Per cogliere l’entità del tema, basti pensare che l’Unione europea genera 12,6 milioni di tonnellate di rifiuti tessili all’anno e abbigliamento e calzature rappresentano da soli 5,2 milioni di tonnellate di rifiuti, pari a 12 chili annuali pro capite. Attualmente, solo il 22% dei rifiuti tessili post-consumo viene differenziato per essere riutilizzato o riciclato, mentre il resto è spesso incenerito o collocato in discarica. Guardando nello specifico all’Italia, secondo i dati più recenti, raccolti nell’ultimo report disponibile Mite–Ispra, nel 2021 i rifiuti tessili smaltiti, censiti ufficialmente, sono ammontati a circa 480mila tonnellate. Di queste, 284mila tonnellate sono rifiuti industriali della filiera tessile (pre-consumo), scarti di taglio e abbigliamento. Quelli invece raccolti dai rifiuti urbani (post-consumo) sono arrivati a quota 146mila tonnellate. Anche i numeri concorrono a restituire l’idea dell’urgenza della tematica per l’intera filiera, a livello europeo così come nazionale.
In questo scenario, gli Stati membri si preparano per farsi trovare pronti al nuovo regime green che investirà il settore. L’Italia non ha fatto eccezione: già capofila nell’applicazione dell’obbligo della raccolta differenziata per i tessuti giunti a fine vita, partito nel 2022 bruciando di tre anni la scadenza europea con non poche complicazioni burocratiche, il Belpaese ha tentato anche sul fronte ‘Epr’ di giocare d’anticipo, ma senza riuscirci. Intanto, a luglio è stata presentata a Bruxelles la proposta di revisione della direttiva quadra europea del 2018 e, al momento, tutti i Paesi che non fossero già riusciti a imbastire un proprio sistema ‘Epr’ nazionale (quasi tutti, tranne le virtuose Francia, Olanda e Ungheria) restano al palo, in attesa del pacchetto europeo. Ci vorrà almeno un anno prima che trovi compimento e, intanto, agli Stati membri non resta che mettere in atto misure ed enti ad hoc per non farsi trovare impreparati.
A fare ulteriormente luce sul tema ormai, ormai universalmente riconosciuto come una vera e propria emergenza per il settore, è la denuncia del gruppo locale per i diritti umani The Cambodian League for the Promotion and Defense of Human Rights, meglio conosciuto con il suo acronimo francese Licadho, secondo cui i rifiuti tessili di almeno 19 marchi internazionali alimentano le fornaci delle fabbriche di mattoni in Cambogia, con conseguenze drammatiche sulla salute dei lavoratori. Licadho, si legge su Reuters, ha documentato le visite a 21 fabbriche nella capitale cambogiana Phnom Penh e nella vicina provincia di Kandal, tra aprile e settembre. A corredo, interviste con gli attuali ed ex lavoratori.
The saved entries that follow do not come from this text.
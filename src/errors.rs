// SPDX-License-Identifier: MPL-2.0

//! Error types for the barcode scanner

use crate::backends::camera::PlatformError;
use thiserror::Error;

/// Result type alias using AppError
pub type AppResult<T> = Result<T, AppError>;

/// Errors surfaced by a scanner session
#[derive(Debug, Clone, PartialEq, Eq, Error)]
pub enum ScanError {
    /// No barcode detection capability on this platform
    #[error("Barcode detection is not supported on this platform")]
    UnsupportedPlatform,
    /// The detector could not be constructed
    #[error("Error initializing barcode detector: {0}")]
    DetectorInit(String),
    /// Camera enumeration or acquisition failed
    #[error("Unable to access camera: {0}")]
    PermissionOrDevice(String),
    /// A single detection attempt failed
    #[error("Detection attempt failed: {0}")]
    TransientDetection(String),
}

/// Coarse classification of [`ScanError`]
#[derive(Debug, Clone, Copy, PartialEq, Eq)]
pub enum ErrorKind {
    /// Session cannot continue
    Terminal,
    /// User can retry (e.g. after granting permission)
    Recoverable,
    /// Logged and ignored
    Transient,
}

impl ScanError {
    pub fn kind(&self) -> ErrorKind {
        match self {
            ScanError::UnsupportedPlatform | ScanError::DetectorInit(_) => ErrorKind::Terminal,
            ScanError::PermissionOrDevice(_) => ErrorKind::Recoverable,
            ScanError::TransientDetection(_) => ErrorKind::Transient,
        }
    }

    pub fn is_terminal(&self) -> bool {
        self.kind() == ErrorKind::Terminal
    }

    /// Message shown to the user
    pub fn user_message(&self) -> &'static str {
        match self {
            ScanError::UnsupportedPlatform => "Barcode detection is not supported on this device",
            ScanError::DetectorInit(_) => "Error initializing barcode detector",
            ScanError::PermissionOrDevice(_) => "Unable to access camera. Please check permissions.",
            ScanError::TransientDetection(_) => "Barcode detection failed",
        }
    }
}

/// Main application error type
#[derive(Debug, Error)]
pub enum AppError {
    /// Scanner session errors
    #[error("Scanner error: {0}")]
    Scan(#[from] ScanError),
    /// Platform capability errors
    #[error("Camera error: {0}")]
    Platform(#[from] PlatformError),
    /// Configuration errors
    #[error("Configuration error: {0}")]
    Config(String),
    /// Filesystem errors
    #[error("I/O error: {0}")]
    Io(#[from] std::io::Error),
    /// The scanner task is gone
    #[error("Scanner session has shut down")]
    ScannerClosed,
    /// Nothing was scanned in time
    #[error("No barcode detected within {0:?}")]
    Timeout(std::time::Duration),
    /// Generic error with message
    #[error("{0}")]
    Other(String),
}

impl From<serde_json::Error> for AppError {
    fn from(err: serde_json::Error) -> Self {
        AppError::Config(err.to_string())
    }
}

impl From<String> for AppError {
    fn from(msg: String) -> Self {
        AppError::Other(msg)
    }
}

impl From<&str> for AppError {
    fn from(msg: &str) -> Self {
        AppError::Other(msg.to_string())
    }
}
È stato scoperto che i rifiuti di indumenti pre-consumo, tra cui tessuti, plastica, gomma e altri materiali dei brand coinvolti, tra cui Adidas, Walmart, Primark e Under Armour, venivano bruciati in sette stabilimenti, che se ne servivano per risparmiare sui costi del carburante. “Diversi lavoratori – dichiara il rapporto – hanno riferito che bruciare i rifiuti degli indumenti ha causato loro mal di testa e problemi respiratori. Una dipendente incinta ha riferito malesseri durante la gravidanza”.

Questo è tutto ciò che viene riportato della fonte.